The well-publicized and over-analyzed Will Smith/Chris Rock incident at the Oscars offers us a powerful teaching moment. While not a domestic situation, the implications are highly relevant for those of us who are working to stop our acts of domestic violence. And, there are good lessons for everyone else wanting to understand why domestic abuse happens and how to prevent it.

Lessons for those of us who have caused harm

First, let’s start with the messages available for those working to change harmful behavior.

Lesson 1: Making fun of someone is not okay because it hurts others by damaging their self-esteem.

Many people will overlook Chris Rock’s joke, but we shouldn’t. Jada Smith is sensitive about her hair because of a medical condition. I’m not sure if Chris knew this or not, but either way, his joke was in poor taste. Words cause harm and therefore can be abusive.
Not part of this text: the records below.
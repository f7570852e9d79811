// Positions - CAGED box shapes for common scales
// Pure data table; relative frets are measured from the box start fret

use super::note::Note;

/// One CAGED box position of a scale
#[derive(Debug, Clone, Copy, PartialEq, Eq)]
pub struct BoxPosition {
    /// 1-based position number
    pub index: u8,
    /// Number of frets the box covers
    pub fret_span: u8,
    /// Strings carrying the root, in guitar numbering (6 = low E, 1 = high e)
    pub root_strings: &'static [u8],
    /// Offset of the box start from the root fret on the low E string
    pub start_offset: u8,
    /// Relative frets per string, index 0 = lowest string
    pub note_patterns: [&'static [u8]; 6],
    /// Finger per relative fret, parallel to `note_patterns`
    pub finger_patterns: [&'static [u8]; 6],
}

impl BoxPosition {
    /// Inclusive fret range covered by this box for a given root fret
    pub fn fret_range(&self, root_fret: u32) -> (u32, u32) {
        let start = root_fret + self.start_offset as u32;
        let end = start + self.fret_span as u32 - 1;
        (start, end)
    }

    /// (string_index, fret, finger) for every note of the box, low string first
    pub fn fingered_frets(&self, root_fret: u32) -> Vec<(usize, u32, u8)> {
        let (start, _) = self.fret_range(root_fret);
        let mut frets = Vec::new();
        for (string_index, (pattern, fingers)) in self
            .note_patterns
            .iter()
            .zip(self.finger_patterns.iter())
            .enumerate()
        {
            for (relative, finger) in pattern.iter().zip(fingers.iter()) {
                frets.push((string_index, start + *relative as u32, *finger));
            }
        }
        frets
    }
}

/// Fret of `root` on the low E string (0-11)
pub fn root_fret_on_low_string(root: Note) -> u32 {
    root.interval_from(Note::E) as u32
}

/// All CAGED boxes for a scale
pub fn scale_positions(scale_name: &str) -> Option<&'static [BoxPosition]> {
    match scale_name {
        "minor_pentatonic" => Some(MINOR_PENTATONIC),
        "major_pentatonic" => Some(MAJOR_PENTATONIC),
        "blues" => Some(BLUES),
        "major" => Some(MAJOR),
        "minor" => Some(MINOR),
        _ => None,
    }
}

/// Box by 1-based index
pub fn position(scale_name: &str, index: u8) -> Option<&'static BoxPosition> {
    let positions = scale_positions(scale_name)?;
    if index == 0 {
        return None;
    }
    positions.get(index as usize - 1)
}

/// Number of boxes known for a scale
pub fn position_count(scale_name: &str) -> usize {
    scale_positions(scale_name).map_or(0, |positions| positions.len())
}

const P02: &[u8] = &[0, 2];
const P03: &[u8] = &[0, 3];
const P013: &[u8] = &[0, 1, 3];
const P012: &[u8] = &[0, 1, 2];
const P023: &[u8] = &[0, 2, 3];
const P0123: &[u8] = &[0, 1, 2, 3];
const P024: &[u8] = &[0, 2, 4];
const P134: &[u8] = &[1, 3, 4];

const F13: &[u8] = &[1, 3];
const F14: &[u8] = &[1, 4];
const F124: &[u8] = &[1, 2, 4];
const F123: &[u8] = &[1, 2, 3];
const F134: &[u8] = &[1, 3, 4];
const F1234: &[u8] = &[1, 2, 3, 4];

const MINOR_PENTATONIC: &[BoxPosition] = &[
    BoxPosition {
        index: 1,
        fret_span: 4,
        root_strings: &[6, 4, 1],
        start_offset: 0,
        note_patterns: [P03, P02, P02, P02, P03, P03],
        finger_patterns: [F14, F13, F13, F13, F14, F14],
    },
    BoxPosition {
        index: 2,
        fret_span: 4,
        root_strings: &[2, 4],
        start_offset: 3,
        note_patterns: [P02, P013, P02, P02, P02, P02],
        finger_patterns: [F13, F124, F13, F13, F13, F13],
    },
    BoxPosition {
        index: 3,
        fret_span: 4,
        root_strings: &[2, 5],
        start_offset: 5,
        note_patterns: [P02, P02, P013, P02, P02, P02],
        finger_patterns: [F13, F13, F124, F13, F13, F13],
    },
    BoxPosition {
        index: 4,
        fret_span: 4,
        root_strings: &[3, 5],
        start_offset: 7,
        note_patterns: [P02, P02, P02, P013, P02, P02],
        finger_patterns: [F13, F13, F13, F124, F13, F13],
    },
    BoxPosition {
        index: 5,
        fret_span: 4,
        root_strings: &[1, 3, 6],
        start_offset: 10,
        note_patterns: [P02, P02, P02, P02, P013, P02],
        finger_patterns: [F13, F13, F13, F13, F124, F13],
    },
];

const MAJOR_PENTATONIC: &[BoxPosition] = &[
    BoxPosition {
        index: 1,
        fret_span: 4,
        root_strings: &[1, 3, 6],
        start_offset: 0,
        note_patterns: [P02, P02, P02, P013, P02, P02],
        finger_patterns: [F13, F13, F13, F124, F13, F13],
    },
    BoxPosition {
        index: 2,
        fret_span: 4,
        root_strings: &[2, 4],
        start_offset: 2,
        note_patterns: [P02, P02, P013, P02, P02, P02],
        finger_patterns: [F13, F13, F124, F13, F13, F13],
    },
    BoxPosition {
        index: 3,
        fret_span: 4,
        root_strings: &[2, 5],
        start_offset: 4,
        note_patterns: [P02, P013, P02, P02, P02, P02],
        finger_patterns: [F13, F124, F13, F13, F13, F13],
    },
    BoxPosition {
        index: 4,
        fret_span: 4,
        root_strings: &[3, 5],
        start_offset: 5,
        note_patterns: [P02, P02, P02, P013, P02, P02],
        finger_patterns: [F13, F13, F13, F124, F13, F13],
    },
    BoxPosition {
        index: 5,
        fret_span: 4,
        root_strings: &[1, 4, 6],
        start_offset: 7,
        note_patterns: [P03, P02, P02, P02, P03, P03],
        finger_patterns: [F14, F13, F13, F13, F14, F14],
    },
];

const BLUES: &[BoxPosition] = &[
    BoxPosition {
        index: 1,
        fret_span: 4,
        root_strings: &[6, 4, 1],
        start_offset: 0,
        note_patterns: [P023, P012, P012, P012, P023, P023],
        finger_patterns: [F134, F123, F123, F123, F134, F134],
    },
    BoxPosition {
        index: 2,
        fret_span: 4,
        root_strings: &[2, 4],
        start_offset: 3,
        note_patterns: [P012, P0123, P012, P012, P012, P012],
        finger_patterns: [F123, F1234, F123, F123, F123, F123],
    },
    BoxPosition {
        index: 3,
        fret_span: 4,
        root_strings: &[2, 5],
        start_offset: 5,
        note_patterns: [P012, P012, P0123, P012, P012, P012],
        finger_patterns: [F123, F123, F1234, F123, F123, F123],
    },
    BoxPosition {
        index: 4,
        fret_span: 4,
        root_strings: &[3, 5],
        start_offset: 7,
        note_patterns: [P012, P012, P012, P0123, P012, P012],
        finger_patterns: [F123, F123, F123, F1234, F123, F123],
    },
    BoxPosition {
        index: 5,
        fret_span: 4,
        root_strings: &[1, 3, 6],
        start_offset: 10,
        note_patterns: [P012, P012, P012, P012, P0123, P012],
        finger_patterns: [F123, F123, F123, F123, F1234, F123],
    },
];

const MAJOR: &[BoxPosition] = &[
    BoxPosition {
        index: 1,
        fret_span: 5,
        root_strings: &[6, 4, 1],
        start_offset: 0,
        note_patterns: [P024, P024, P134, P024, P024, P134],
        finger_patterns: [F124, F124, F134, F124, F124, F134],
    },
    BoxPosition {
        index: 2,
        fret_span: 4,
        root_strings: &[2, 4],
        start_offset: 2,
        note_patterns: [P024, P134, P024, P013, P024, P024],
        finger_patterns: [F124, F134, F124, F123, F124, F124],
    },
    BoxPosition {
        index: 3,
        fret_span: 4,
        root_strings: &[2, 5],
        start_offset: 4,
        note_patterns: [P024, P024, P134, P024, P024, P024],
        finger_patterns: [F124, F124, F134, F124, F124, F124],
    },
    BoxPosition {
        index: 4,
        fret_span: 5,
        root_strings: &[3, 5],
        start_offset: 5,
        note_patterns: [P024, P024, P024, P134, P024, P024],
        finger_patterns: [F124, F124, F124, F134, F124, F124],
    },
    BoxPosition {
        index: 5,
        fret_span: 4,
        root_strings: &[1, 3, 6],
        start_offset: 7,
        note_patterns: [P024, P024, P024, P024, P134, P024],
        finger_patterns: [F124, F124, F124, F124, F134, F124],
    },
];

const MINOR: &[BoxPosition] = &[
    BoxPosition {
        index: 1,
        fret_span: 5,
        root_strings: &[6, 4, 1],
        start_offset: 0,
        note_patterns: [P023, P023, P134, P023, P023, P134],
        finger_patterns: [F123, F123, F134, F123, F123, F134],
    },
    BoxPosition {
        index: 2,
        fret_span: 4,
        root_strings: &[2, 4],
        start_offset: 2,
        note_patterns: [P023, P134, P023, P013, P023, P023],
        finger_patterns: [F123, F134, F123, F123, F123, F123],
    },
    BoxPosition {
        index: 3,
        fret_span: 4,
        root_strings: &[2, 5],
        start_offset: 4,
        note_patterns: [P023, P023, P134, P023, P023, P023],
        finger_patterns: [F123, F123, F134, F123, F123, F123],
    },
    BoxPosition {
        index: 4,
        fret_span: 5,
        root_strings: &[3, 5],
        start_offset: 5,
        note_patterns: [P023, P023, P023, P134, P023, P023],
        finger_patterns: [F123, F123, F123, F134, F123, F123],
    },
    BoxPosition {
        index: 5,
        fret_span: 4,
        root_strings: &[1, 3, 6],
        start_offset: 7,
        note_patterns: [P023, P023, P023, P023, P134, P023],
        finger_patterns: [F123, F123, F123, F123, F134, F123],
    },
];

#[cfg(test)]
mod tests {
    use super::*;
    use crate::theory::note::Tuning;
    use crate::theory::scale::is_note_in_scale;

    #[test]
    fn test_position_lookup() {
        assert_eq!(position_count("minor_pentatonic"), 5);
        assert_eq!(position_count("dorian"), 0);
        assert!(position("minor_pentatonic", 0).is_none());
        assert!(position("minor_pentatonic", 6).is_none());
        assert_eq!(position("blues", 3).map(|p| p.index), Some(3));
    }

    #[test]
    fn test_fret_range() {
        let root_fret = root_fret_on_low_string(Note::A);
        assert_eq!(root_fret, 5);

        let first = position("minor_pentatonic", 1).unwrap();
        assert_eq!(first.fret_range(root_fret), (5, 8));

        let fifth = position("minor_pentatonic", 5).unwrap();
        assert_eq!(fifth.fret_range(root_fret), (15, 18));
    }

    #[test]
    fn test_patterns_are_parallel() {
        for scale in ["minor_pentatonic", "major_pentatonic", "blues", "major", "minor"] {
            for pos in scale_positions(scale).unwrap() {
                for (notes, fingers) in pos.note_patterns.iter().zip(pos.finger_patterns.iter()) {
                    assert_eq!(notes.len(), fingers.len(), "{} box {}", scale, pos.index);
                }
            }
        }
    }

    #[test]
    fn test_a_minor_box_one_is_in_scale() {
        let pos = position("minor_pentatonic", 1).unwrap();
        let tuning = Tuning::STANDARD;
        for (string_index, fret, _) in pos.fingered_frets(5) {
            let note = tuning.note_at(string_index, fret as i32).unwrap();
            assert!(is_note_in_scale(note, Note::A, "minor_pentatonic"));
        }
    }
}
Lesson 2: By acting violently or in other inappropriate ways, we remove attention from the original offense.

Had Will Smith responded differently, there would be nowhere for Chris to hide. The same holds true for us in our relationships. If our partner says or does something hurtful or inappropriate, acting violently or escalating the situation just covers their offense. Maintaining our self-control, not retaliation, is the most effective way to draw attention to another’s wrongdoing.

Lesson 3: Plan how you can respond well when you find yourself in a difficult situation.
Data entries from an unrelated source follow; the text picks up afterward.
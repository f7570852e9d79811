// Generator - Scale exercises synthesized from a root, scale and fret box

use crate::lesson::loader::{LessonError, LoadOptions};
use crate::lesson::model::{Lesson, Marker, Step};
use crate::theory::{
    Note, STRING_COUNT, Tuning, is_note_in_scale, position, root_fret_on_low_string, scale_formula,
};

/// Order in which the collected notes are played
#[derive(Debug, Clone, Copy, PartialEq, Eq, Default)]
pub enum Direction {
    #[default]
    Ascending,
    Descending,
}

/// Scale exercise parameters
#[derive(Debug, Clone, PartialEq, Eq)]
pub struct GeneratorConfig {
    pub root: Note,
    pub scale: String,
    pub start_fret: u32,
    pub end_fret: u32,
    pub direction: Direction,
}

impl GeneratorConfig {
    pub fn new(root: Note, scale: impl Into<String>, start_fret: u32, end_fret: u32) -> Self {
        Self {
            root,
            scale: scale.into(),
            start_fret,
            end_fret,
            direction: Direction::Ascending,
        }
    }

    /// Fret box of a CAGED position of `scale` for `root`
    pub fn from_position(root: Note, scale: &str, index: u8) -> Option<Self> {
        let pos = position(scale, index)?;
        let (start_fret, end_fret) = pos.fret_range(root_fret_on_low_string(root));
        Some(Self::new(root, scale, start_fret, end_fret))
    }

    pub fn descending(mut self) -> Self {
        self.direction = Direction::Descending;
        self
    }
}

/// Simple positional fingering: first fret of the box gets finger 1, capped at 4
fn box_finger(fret: u32, start_fret: u32) -> u8 {
    let finger = fret.saturating_sub(start_fret) + 1;
    finger.clamp(1, 4) as u8
}

/// One marker per step, beats 1, 2, 3, ...
fn package_steps(mut markers: Vec<Marker>, direction: Direction) -> Vec<Step> {
    if direction == Direction::Descending {
        markers.reverse();
    }
    markers
        .into_iter()
        .enumerate()
        .map(|(i, marker)| Step::new(i as u32 + 1, vec![marker]))
        .collect()
}

fn check_scale(scale: &str, options: &LoadOptions) -> Result<(), LessonError> {
    if scale_formula(scale).is_none() {
        if options.strict_names {
            return Err(LessonError::UnknownScale(scale.to_string()));
        }
        log::warn!("Unknown scale {:?}, generated exercise will be empty", scale);
    }
    Ok(())
}

/// Sweep every string (low to high) across the fret box and keep scale members
pub fn generate_steps(
    config: &GeneratorConfig,
    options: &LoadOptions,
) -> Result<Vec<Step>, LessonError> {
    check_scale(&config.scale, options)?;

    let tuning: &Tuning = &options.tuning;
    let mut markers = Vec::new();

    for string_index in 0..STRING_COUNT {
        for fret in config.start_fret..=config.end_fret {
            let fret = fret as i32;
            let Some(note) = tuning.note_at(string_index, fret) else {
                continue;
            };
            if is_note_in_scale(note, config.root, &config.scale) {
                let finger = box_finger(fret as u32, config.start_fret);
                markers.push(Marker::new(string_index, fret, finger, tuning));
            }
        }
    }

    Ok(package_steps(markers, config.direction))
}

/// Steps for a CAGED box, fingered from the position table
pub fn generate_box_steps(
    root: Note,
    scale: &str,
    index: u8,
    direction: Direction,
    options: &LoadOptions,
) -> Result<Vec<Step>, LessonError> {
    check_scale(scale, options)?;

    let Some(pos) = position(scale, index) else {
        log::warn!("No box position {} for scale {:?}", index, scale);
        return Ok(Vec::new());
    };

    let markers = pos
        .fingered_frets(root_fret_on_low_string(root))
        .into_iter()
        .map(|(string_index, fret, finger)| {
            Marker::new(string_index, fret as i32, finger, &options.tuning)
        })
        .collect();

    Ok(package_steps(markers, direction))
}

fn scale_title(root: Note, scale: &str) -> String {
    format!("{} {}", root, scale.replace('_', " "))
}

/// Complete lesson from a generator config
pub fn generate_lesson(
    config: &GeneratorConfig,
    bpm: u32,
    options: &LoadOptions,
) -> Result<Lesson, LessonError> {
    let steps = generate_steps(config, options)?;
    let title = format!(
        "{} (frets {}-{})",
        scale_title(config.root, &config.scale),
        config.start_fret,
        config.end_fret
    );
    Ok(Lesson::new(
        title,
        "generated",
        config.root.name(),
        bpm,
        steps,
        &options.tuning,
    ))
}

/// Complete lesson from a CAGED box
pub fn generate_box_lesson(
    root: Note,
    scale: &str,
    index: u8,
    bpm: u32,
    options: &LoadOptions,
) -> Result<Lesson, LessonError> {
    let steps = generate_box_steps(root, scale, index, Direction::Ascending, options)?;
    let title = format!("{} box {}", scale_title(root, scale), index);
    Ok(Lesson::new(title, "generated", root.name(), bpm, steps, &options.tuning))
}

#[cfg(test)]
mod tests {
    use super::*;

    #[test]
    fn test_box_finger_clamp() {
        assert_eq!(box_finger(5, 5), 1);
        assert_eq!(box_finger(7, 5), 3);
        assert_eq!(box_finger(12, 5), 4);
        assert_eq!(box_finger(3, 5), 1);
    }

    #[test]
    fn test_a_minor_pentatonic_box() {
        let config = GeneratorConfig::new(Note::A, "minor_pentatonic", 5, 8);
        let steps = generate_steps(&config, &LoadOptions::default()).unwrap();

        // Two notes per string in the first box
        assert_eq!(steps.len(), 12);
        let first = &steps[0].markers[0];
        assert_eq!((first.string_index, first.fret, first.finger), (0, 5, 1));
        let second = &steps[1].markers[0];
        assert_eq!((second.string_index, second.fret, second.finger), (0, 8, 4));

        // Beats increase monotonically
        let beats: Vec<u32> = steps.iter().map(|s| s.beat).collect();
        assert_eq!(beats, (1..=12).collect::<Vec<_>>());
    }

    #[test]
    fn test_descending_reverses_markers() {
        let config = GeneratorConfig::new(Note::A, "minor_pentatonic", 5, 8).descending();
        let steps = generate_steps(&config, &LoadOptions::default()).unwrap();
        let first = &steps[0].markers[0];
        assert_eq!((first.string_index, first.fret), (5, 8));
        assert_eq!(steps[0].beat, 1);
    }

    #[test]
    fn test_unknown_scale() {
        let config = GeneratorConfig::new(Note::A, "hyperlydian", 5, 8);
        let steps = generate_steps(&config, &LoadOptions::default()).unwrap();
        assert!(steps.is_empty());

        let strict = generate_steps(&config, &LoadOptions::strict());
        assert!(matches!(strict, Err(LessonError::UnknownScale(_))));
    }

    #[test]
    fn test_from_position_matches_box_generation() {
        let config = GeneratorConfig::from_position(Note::A, "minor_pentatonic", 1).unwrap();
        assert_eq!((config.start_fret, config.end_fret), (5, 8));

        let options = LoadOptions::default();
        let swept = generate_steps(&config, &options).unwrap();
        let boxed =
            generate_box_steps(Note::A, "minor_pentatonic", 1, Direction::Ascending, &options)
                .unwrap();
        let frets = |steps: &[Step]| -> Vec<(usize, i32)> {
            steps
                .iter()
                .map(|s| (s.markers[0].string_index, s.markers[0].fret))
                .collect()
        };
        assert_eq!(frets(&swept), frets(&boxed));
    }

    #[test]
    fn test_generate_box_lesson() {
        let lesson =
            generate_box_lesson(Note::A, "minor_pentatonic", 1, 90, &LoadOptions::default())
                .unwrap();
        assert_eq!(lesson.title, "A minor pentatonic box 1");
        assert_eq!(lesson.actual_key, Note::A);
        assert_eq!(lesson.bpm, 90);
        assert!(lesson.is_ordered());
    }
}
What can you do if someone offends or disrespects you? Thinking through and practicing that response helps you respond better when you face challenging circumstances. The more you envision yourself acting appropriately in tough situations, the more likely you are to pull it off in the moment.

What if Will Smith talked to Chris Rock after the show and simply told him how his joke affected his wife? Maybe he could have asked him to apologize to her. Or, he could have encouraged his wife to have the same direct yet non-aggressive conversation with Chris. Either would have been more likely to achieve the outcome the Smiths’ wanted.

Lesson 4: The source of our bad behavior is deep and and it takes time and effort to change.

The cocktail of experiences that created the thoughts which generated the emotions and drove Will Smith’s actions are complex. It will take him time and determination to unpack the skewed beliefs, distorted thinking, and buried traumas that were behind his reaction. This work is essential, however, if he is to be confident that he won’t repeat his mistake.

Lessons for everyone to better understand domestic abuse

If you’re not someone who has caused harm in your intimate relationships, the incident still holds great insight into the cause and cure for domestic violence.

Lesson 1: The line between victim and perpetrator is often unclear.

If we just look at physical violence and ignore hurtful words, it’s easy to identify the victim and villain. We know, however, that verbal and emotional abuse often hurts more and lasts longer than physical acts. This dynamic happens in so many relationships—one says incredibly hurtful things, the other counters with their own cruel words or violence. Mutual abuse is real and, when it occurs, both parties need to address their part.

Lesson 2: Losing emotional control and behaving poorly is a reaction, not a decision.

Will Smith’s conduct was a classic amygdala hijack, where the brain has perceived a threat, then initiates a fight or flight reaction. He didn’t “make a poor decision” because it wasn’t a decision any more than flinching when startled is a conscious choice. It doesn’t excuse the behavior, but recognizing this truth points us to the cure. And, that remedy has nothing to do with forcing the wrongdoer to admit entitlement.

Lesson 3: People who react violently are not “bad” or evil people—they lack good emotional control.

Violence is not okay. Anyone who reacts to situations with aggression needs to take the necessary steps so they don’t repeat the offense. However, poor emotional control is the result of past traumas and hurts—often ones from childhood. Rather than condemning people for carrying this baggage, we need to help them heal from it.

Lesson 4: People, including rich and famous men, don’t “get away with” violence.

Anyone who thinks Will Smith got away without consequences for his actions is not walking in his shoes. Whether he is arrested or not, the damage to his reputation and relationships is immense. Plus, there will likely be significant collateral damage to his work and finances. Calls to condemn violence and toughen consequences are fighting the battle from 50 years ago, not today. Instead, we should seek understanding of the causes and pursue the cures.